Most people recognize that standardization is beneficial for both customer and manufacturer, but it seems as if that argument doesn’t carry any weight in the computer industry. The microcomputer has brought some de facto standards to the marketplace. . . . This paper will focus on two areas where standardization hasn’t yet penetrated. One is the method for drawing graphics on different devices, and the other is low-level facilities in high-level languages. Standards are emerging however. Virtual Device Interface (VDI) and Modula-2 are good examples of how low-level facilities should be implemented in high-level languages. The two subjects are united by constructing a Modula-2 procedure which will do the basic call to VDI.
--Author’s Preface
This reviewer warmed immediately to an author able to write the opening sentence above. On reading the paper I was not disappointed, and my only quibble is with the use of the term “standard function.” As yet there is no Modula-2 standard, though one is under development. Whatever usage is common in Modula-2 literature, I would have preferred “built-in function” or “intrinsic function” to avoid ambiguity.

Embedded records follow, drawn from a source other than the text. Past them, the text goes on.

//! External SSH client strategy
//!
//! Runs an installed client (OpenSSH `ssh`, PuTTY `plink`) with a typed
//! argument vector instead of the in-process transport. The child inherits
//! the terminal, except with `password_on_stdin`: then its stdin is a pipe
//! that gets the password line first and the local stdin after it.

use std::process::{ExitStatus, Stdio};

use serde::{Deserialize, Serialize};
use tokio::io::{AsyncRead, AsyncWriteExt};
use tokio::process::Command;
use tracing::{debug, info, warn};

use super::error::SshError;
use super::lifecycle::SessionOutcome;
use super::shutdown::ShutdownSignal;
use crate::credentials::ConnectionParameters;

/// Command-line dialect of the external client
#[derive(Debug, Clone, Copy, Default, PartialEq, Eq, Serialize, Deserialize)]
#[serde(rename_all = "snake_case")]
pub enum ArgsStyle {
    #[default]
    OpenSsh,
    Plink,
}

#[derive(Debug, Clone, PartialEq, Eq, Serialize, Deserialize)]
pub struct ExternalClient {
    /// Executable name or path
    pub program: String,
    #[serde(default)]
    pub args_style: ArgsStyle,
    /// Write the password plus newline to the child's stdin before handing
    /// the terminal over
    #[serde(default)]
    pub password_on_stdin: bool,
    /// Appended after the generated arguments
    #[serde(default)]
    pub extra_args: Vec<String>,
}

impl Default for ExternalClient {
    fn default() -> Self {
        Self {
            program: "ssh".to_string(),
            args_style: ArgsStyle::OpenSsh,
            password_on_stdin: false,
            extra_args: Vec::new(),
        }
    }
}

impl ExternalClient {
    /// Argument vector for connecting with `params`. The password never
    /// appears here.
    pub fn build_args(&self, params: &ConnectionParameters) -> Vec<String> {
        let destination = format!("{}@{}", params.username, params.host);
        let port = params.port.to_string();

        let mut args = match self.args_style {
            ArgsStyle::OpenSsh => {
                let mut args = vec!["-p".to_string(), port];
                if !params.host_key_check {
                    args.extend([
                        "-o".to_string(),
                        "StrictHostKeyChecking=no".to_string(),
                        "-o".to_string(),
                        "UserKnownHostsFile=/dev/null".to_string(),
                    ]);
                }
                args.push(destination);
                args
            }
            ArgsStyle::Plink => {
                vec!["-P".to_string(), port, destination, "-no-antispoof".to_string()]
            }
        };
        args.extend(self.extra_args.iter().cloned());
        args
    }

    /// Run the client until it exits or the session is cancelled. The
    /// child is killed if cancellation wins.
    pub async fn run(
        &self,
        params: &ConnectionParameters,
        shutdown: &ShutdownSignal,
    ) -> Result<SessionOutcome, SshError> {
        self.run_with_stdin(params, shutdown, tokio::io::stdin()).await
    }

    async fn run_with_stdin<R>(
        &self,
        params: &ConnectionParameters,
        shutdown: &ShutdownSignal,
        mut local_stdin: R,
    ) -> Result<SessionOutcome, SshError>
    where
        R: AsyncRead + Unpin + Send + 'static,
    {
        let args = self.build_args(params);
        info!("Launching external client {} {:?}", self.program, args);

        let mut command = Command::new(&self.program);
        command
            .args(&args)
            .stdout(Stdio::inherit())
            .stderr(Stdio::inherit())
            .kill_on_drop(true);
        if self.password_on_stdin {
            command.stdin(Stdio::piped());
        } else {
            command.stdin(Stdio::inherit());
        }

        let mut child = command.spawn().map_err(|e| {
            SshError::ExternalClient(format!("failed to start {}: {}", self.program, e))
        })?;

        let mut relay = None;
        if let Some(mut pipe) = child.stdin.take() {
            let mut line = params.secret.as_bytes().to_vec();
            line.push(b'\n');
            let written = pipe.write_all(&line).await;
            zeroize::Zeroize::zeroize(&mut line);

            match written {
                Ok(()) => {
                    let token = shutdown.token();
                    relay = Some(tokio::spawn(async move {
                        tokio::select! {
                            _ = token.cancelled() => {}
                            copied = tokio::io::copy(&mut local_stdin, &mut pipe) => match copied {
                                Ok(n) => debug!("Local stdin closed after {} bytes", n),
                                Err(e) => debug!("Stdin relay stopped: {}", e),
                            },
                        }
                        // Dropping the pipe gives the child EOF
                    }));
                }
                Err(e) => warn!("Could not pass password to {}: {}", self.program, e),
            }
        }

        let outcome = tokio::select! {
            status = child.wait() => {
                let status = status?;
                debug!("{} exited with {:?}", self.program, status);
                outcome_from_status(status)
            }
            _ = shutdown.triggered() => {
                info!("Session cancelled, stopping {}", self.program);
                if let Err(e) = child.kill().await {
                    debug!("Kill {}: {}", self.program, e);
                }
                SessionOutcome::Cancelled
            }
        };

        if let Some(relay) = relay {
            relay.abort();
        }
        Ok(outcome)
    }
}

/// Map a child exit status to a session outcome
pub fn outcome_from_status(status: ExitStatus) -> SessionOutcome {
    if let Some(code) = status.code() {
        return outcome_from_code(code);
    }

    #[cfg(unix)]
    {
        use std::os::unix::process::ExitStatusExt;
        if let Some(signal) = status.signal() {
            return SessionOutcome::Signalled {
                signal: signal.to_string(),
            };
        }
    }

    SessionOutcome::ConnectionLost {
        reason: format!("client ended without status: {}", status),
    }
}

fn outcome_from_code(code: i32) -> SessionOutcome {
    match u32::try_from(code) {
        Ok(code) => SessionOutcome::from_remote_exit(Some(code), None),
        Err(_) => SessionOutcome::ConnectionLost {
            reason: format!("client exited with status {}", code),
        },
    }
}

#[cfg(test)]
mod tests {
    use super::*;
    use crate::ssh::shutdown::ShutdownReason;
    use std::time::Duration;
    use zeroize::Zeroizing;

    fn params(host_key_check: bool) -> ConnectionParameters {
        ConnectionParameters {
            host: "10.0.0.5".to_string(),
            port: 2222,
            username: "alice".to_string(),
            secret: Zeroizing::new("p1".to_string()),
            host_key_check,
        }
    }

    #[test]
    fn test_openssh_args() {
        let client = ExternalClient::default();
        assert_eq!(
            client.build_args(&params(true)),
            vec!["-p", "2222", "alice@10.0.0.5"]
        );

        let insecure = client.build_args(&params(false));
        assert_eq!(insecure.last().map(String::as_str), Some("alice@10.0.0.5"));
        assert!(insecure.contains(&"StrictHostKeyChecking=no".to_string()));
    }

    #[test]
    fn test_plink_args() {
        let client = ExternalClient {
            program: "plink".to_string(),
            args_style: ArgsStyle::Plink,
            password_on_stdin: true,
            extra_args: vec!["-batch".to_string()],
        };
        let args = client.build_args(&params(true));
        assert_eq!(
            args,
            vec!["-P", "2222", "alice@10.0.0.5", "-no-antispoof", "-batch"]
        );
        assert!(!args.iter().any(|a| a.contains("p1")));
    }

    #[test]
    fn test_config_round_trip_defaults() {
        let client: ExternalClient = serde_json::from_str(r#"{"program": "ssh"}"#).unwrap();
        assert_eq!(client, ExternalClient::default());

        let plink: ExternalClient =
            serde_json::from_str(r#"{"program": "plink", "args_style": "plink"}"#).unwrap();
        assert_eq!(plink.args_style, ArgsStyle::Plink);
    }

    /// Executable script standing in for an ssh client
    #[cfg(unix)]
    fn script_client(dir: &std::path::Path, body: &str, password_on_stdin: bool) -> ExternalClient {
        use std::os::unix::fs::PermissionsExt;

        let path = dir.join("fake-ssh");
        std::fs::write(&path, format!("#!/bin/sh\n{}\n", body)).unwrap();
        std::fs::set_permissions(&path, std::fs::Permissions::from_mode(0o755)).unwrap();

        ExternalClient {
            program: path.display().to_string(),
            args_style: ArgsStyle::OpenSsh,
            password_on_stdin,
            extra_args: vec![],
        }
    }

    #[cfg(unix)]
    #[tokio::test]
    async fn test_exit_status_mapping() {
        let (temp_ok, temp_failed) = (tempfile::tempdir().unwrap(), tempfile::tempdir().unwrap());

        let ok = script_client(temp_ok.path(), "exit 0", false);
        assert_eq!(
            ok.run(&params(true), &ShutdownSignal::new()).await.unwrap(),
            SessionOutcome::Closed {
                exit_status: Some(0)
            }
        );

        let failed = script_client(temp_failed.path(), "exit 7", false);
        assert_eq!(
            failed.run(&params(true), &ShutdownSignal::new()).await.unwrap(),
            SessionOutcome::RemoteFailure { exit_status: 7 }
        );
    }

    #[test]
    fn test_negative_exit_code_is_not_wrapped() {
        assert_eq!(
            outcome_from_code(3),
            SessionOutcome::RemoteFailure { exit_status: 3 }
        );
        assert!(matches!(
            outcome_from_code(-1073741510),
            SessionOutcome::ConnectionLost { .. }
        ));
    }

    #[cfg(unix)]
    #[tokio::test]
    async fn test_password_and_args_reach_child() {
        let temp = tempfile::tempdir().unwrap();
        let capture = temp.path().join("capture.txt");
        let body = format!(
            "echo \"$@\" > '{0}'\ncat >> '{0}'",
            capture.display()
        );
        let client = script_client(temp.path(), &body, true);

        let outcome = client
            .run_with_stdin(&params(true), &ShutdownSignal::new(), tokio::io::empty())
            .await
            .unwrap();
        assert!(outcome.is_clean());
        assert_eq!(
            std::fs::read_to_string(capture).unwrap(),
            "-p 2222 alice@10.0.0.5\np1\n"
        );
    }

    #[cfg(unix)]
    #[tokio::test]
    async fn test_local_stdin_follows_password() {
        let temp = tempfile::tempdir().unwrap();
        let capture = temp.path().join("capture.txt");
        let body = format!(
            "read pw\nif read more; then echo \"$pw more:$more\" > '{0}'; else echo EOF > '{0}'; fi",
            capture.display()
        );
        let client = script_client(temp.path(), &body, true);

        let outcome = client
            .run_with_stdin(&params(true), &ShutdownSignal::new(), &b"extra\n"[..])
            .await
            .unwrap();
        assert!(outcome.is_clean());
        assert_eq!(std::fs::read_to_string(capture).unwrap(), "p1 more:extra\n");
    }

    #[cfg(unix)]
    #[tokio::test]
    async fn test_cancel_kills_child() {
        let temp = tempfile::tempdir().unwrap();
        let client = script_client(temp.path(), "sleep 30", false);
        let shutdown = ShutdownSignal::new();

        let trigger = shutdown.clone();
        tokio::spawn(async move {
            tokio::time::sleep(Duration::from_millis(100)).await;
            trigger.trigger(ShutdownReason::Interrupted);
        });

        let outcome = tokio::time::timeout(
            Duration::from_secs(5),
            client.run(&params(true), &shutdown),
        )
        .await
        .expect("child was not stopped")
        .unwrap();
        assert_eq!(outcome, SessionOutcome::Cancelled);
    }

    #[tokio::test]
    async fn test_missing_program_is_external_client_error() {
        let client = ExternalClient {
            program: "/nonexistent/vaultshell-test-ssh".to_string(),
            ..Default::default()
        };

        let err = client
            .run(&params(true), &ShutdownSignal::new())
            .await
            .unwrap_err();
        assert!(matches!(err, SshError::ExternalClient(_)));
    }
}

That, however, is minor. The paper will obviously interest anyone wishing to implement graphics functionality in Modula-2, but it should be required reading for any programmers or language implementors who dismiss the benefits of standardization, or who believe that language standards should allow low-level matters to be “implementation dependent.” It is also a good, small-scale illustration of the virtues of the module concept in language design. As such, it is worth looking at for those used to more primitive languages, for example, those who have resisted the introduction of modules into FORTRAN 8x.
The author’s own conclusion sums the paper up well:
It has been shown, by example, that Modula-2 standard functions are of great practical value and give the programmer a uniform high-level way of doing things that otherwise would often have been programmed in assembler.